音声ブラウザご使用の方向け: SKIP NAVI GOTO NAVI

VOICE RECOGNITION: AN ASSISTIVE TECHNOLOGY WRITING TOOL FOR STUDENTS WITH PERSISTENT PHONOLOGICAL AWARENESS DEFICITS

Joe Reid
Roosevelt High School
456 S. Mathews St.
Los Angeles, CA 90033
(213) 268-7241
FAX: (213) 269-5473

Web Posted on: December 12, 1997


As computer hardware and software become more affordable and more powerful, they increase the possibilities for assisting individuals with disabilities. Voice activated systems can provide hands free control of the computer and its peripheries. One strategy in processing the user's voice is to break each word of the speech signal into its phonemes. These phonemes are then used to identify the word. When used as a writing tool such a system can provide assistance to persons with phonemic processing deficits. These individuals may be very verbal but unable to put their thoughts in writing.

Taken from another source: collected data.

//! Materialized view of the enriched invoice collection.
//!
//! The view is computed lazily: the first `request()` spawns a driver task
//! that fetches the base collection through the shared fetch-once cache,
//! joins it against the customer source, and then folds every command from
//! the bus into the current collection in arrival order. The driver keeps
//! running whether or not anyone is subscribed, and every subscriber is
//! replayed the latest collection on subscription.

use crate::config::JoinPolicy;
use crate::core::command::{Command, CommandBus};
use crate::core::record::{EnrichedInvoice, Invoice, Snapshot};
use crate::customers::CustomerSource;
use crate::error::{Error, Result};
use crate::storage::fetch_once::FetchOnce;
use crate::storage::fold::ViewFolder;
use crate::storage::join::enrich;
use crate::stream::{Replay, Subscription};
use std::sync::atomic::{AtomicBool, Ordering};
use std::sync::{Arc, Mutex, MutexGuard, PoisonError};
use tokio::runtime::Handle;
use tokio::sync::mpsc;
use tracing::{debug, info, warn};

/// Value observed by view subscribers
pub type ViewState = Result<Snapshot<EnrichedInvoice>>;

struct ViewInner {
    invoices: Arc<FetchOnce<Invoice>>,
    customers: Arc<dyn CustomerSource>,
    policy: JoinPolicy,
    output: Replay<ViewState>,
    commands: Mutex<Option<mpsc::UnboundedReceiver<Command>>>,
    running: AtomicBool,
}

/// Shared, lazily computed view of the current invoices
pub struct MaterializedView {
    inner: Arc<ViewInner>,
    bus: CommandBus,
}

impl MaterializedView {
    pub fn new(
        invoices: Arc<FetchOnce<Invoice>>,
        customers: Arc<dyn CustomerSource>,
        policy: JoinPolicy,
    ) -> Self {
        let (bus, commands) = CommandBus::channel();
        Self {
            inner: Arc::new(ViewInner {
                invoices,
                customers,
                policy,
                output: Replay::new(),
                commands: Mutex::new(Some(commands)),
                running: AtomicBool::new(false),
            }),
            bus,
        }
    }

    /// Subscribe to the view, starting its computation if it is not running.
    ///
    /// A failed base fetch is published as an `Err` and stops the driver; the
    /// next call withdraws that error and starts the driver again, so it
    /// retries the fetch.
    pub fn request(&self) -> Result<Subscription<ViewState>> {
        let subscription = self.inner.output.subscribe();
        self.start()?;
        Ok(subscription)
    }

    /// Subscribe without starting the computation
    pub fn subscribe(&self) -> Subscription<ViewState> {
        self.inner.output.subscribe()
    }

    /// Latest published state, if any
    pub fn latest(&self) -> Option<ViewState> {
        self.inner.output.latest()
    }

    /// Bus feeding this view. Commands sent before the view is seeded are
    /// applied, in order, right after seeding.
    pub fn commands(&self) -> &CommandBus {
        &self.bus
    }

    fn start(&self) -> Result<()> {
        if self
            .inner
            .running
            .compare_exchange(false, true, Ordering::AcqRel, Ordering::Acquire)
            .is_err()
        {
            return Ok(());
        }

        let handle = match Handle::try_current() {
            Ok(handle) => handle,
            Err(e) => {
                self.inner.running.store(false, Ordering::Release);
                return Err(Error::Runtime(e.to_string()));
            }
        };
        let Some(commands) = self.inner.take_commands() else {
            self.inner.running.store(false, Ordering::Release);
            return Err(Error::Closed("view command stream already consumed".to_string()));
        };

        // A replayed error from a failed attempt must not reach subscribers
        // of this one.
        self.inner.output.clear();
        info!("starting materialized view");
        handle.spawn(drive(self.inner.clone(), commands));
        Ok(())
    }
}

impl ViewInner {
    fn lock_commands(&self) -> MutexGuard<'_, Option<mpsc::UnboundedReceiver<Command>>> {
        self.commands.lock().unwrap_or_else(PoisonError::into_inner)
    }

    fn take_commands(&self) -> Option<mpsc::UnboundedReceiver<Command>> {
        self.lock_commands().take()
    }

    /// Hand the command stream back and allow a later restart
    fn park(&self, commands: mpsc::UnboundedReceiver<Command>) {
        *self.lock_commands() = Some(commands);
        self.running.store(false, Ordering::Release);
    }
}

async fn drive(inner: Arc<ViewInner>, mut commands: mpsc::UnboundedReceiver<Command>) {
    let seeded = async {
        let mut customers = inner.customers.customers().await?;
        let invoices = inner.invoices.request().await?;
        let related = customers
            .next()
            .await
            .ok_or_else(|| Error::Closed("customer source ended before first value".to_string()))?;
        let records = enrich(&invoices, &related);
        Ok::<_, Error>((ViewFolder::seed(records, related, inner.policy), customers))
    }
    .await;

    let (mut folder, mut customers) = match seeded {
        Ok(seeded) => seeded,
        Err(e) => {
            warn!(error = %e, "materialized view seed failed");
            inner.output.publish(Err(e));
            inner.park(commands);
            return;
        }
    };

    let current = folder.current();
    info!(records = current.len(), "materialized view seeded");
    inner.output.publish(Ok(current));

    let mut customers_open = true;
    loop {
        tokio::select! {
            // Pending customer updates are taken first so an `Add` resolves
            // against the latest customers.
            biased;
            update = customers.next(), if customers_open => match update {
                Some(related) => {
                    if let Some(next) = folder.update_customers(related) {
                        debug!(records = next.len(), "view re-enriched");
                        inner.output.publish(Ok(next));
                    }
                }
                None => customers_open = false,
            },
            command = commands.recv() => {
                let Some(command) = command else { break };
                if let Some(next) = folder.apply(command) {
                    debug!(records = next.len(), "view updated");
                    inner.output.publish(Ok(next));
                }
            }
        }
    }
    debug!("command bus closed, materialized view driver stopped");
}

The most prevalent manifestation of this deficit is in the area of processing sounds of words and knowing phoneme-grapheme correspondence rules. The individual might use "he saw" for "she was" or "ter" for a word that starts with "tre". Cambell and Butterworth (1985) conducted a case study of a very literate subject with a deficit in phonological processing. They reported that she could easily read aloud irregularly spelled words such a "placebo" and "idyll", but had great difficulty with simple nonwords like "bant". One area of weakness noted involved rhyme judgments. If the word looked like it rhymed and it did rhyme, she was correct every time. She also got 100% correct when the word looked like it did not rhyme and it didn't. If the word looked like it rhymed but it did not (lost/post) she had a score of 63%. Her score dropped to 11% when the word rhymed but appeared not to rhyme (true/shoe).

Another area of weakness for the subject involved an auditory acronym test. The subject was asked to take the first sound of each word in a phrase to form a word. For example, using the phrase "hold aching toes" the word would be "hate". If the subject used orthographic clues and took the first letter of each word, the word formed would be "hat". On 21 such test items this particular subject responded with the orthographic option on all 21 items.

On a spelling test this subject was able to score at an acceptable level when compared to college undergraduates. She scored higher than 20% of the controls. The test included words such as seizure, chlorophyll, questionnaire and personnel. The difference between her results and the controls' results was in the types of misspellings. 93% of the control misspellings could sound like the test word. Less than 60% of the subject's misspellings could be pronounced like the test word. Examining the errors of the 20% of control subjects who scored less than the subject, showed that 94% of their misspellings could be pronounced like the test word.

The authors postulated that the deficit in associating phonemes with letters may play a relatively more important role in writing than in reading. On the spelling test the subject's errors were more often phonemically implausible. This hypothesis is supported by Perin (1983) who found that phonological awareness is more closely tied to spelling that to reading ability. Higgins and Raskind (1995) noted evidence that more than 90% of adults with learning disabilities report significant problems with writing and /or spelling.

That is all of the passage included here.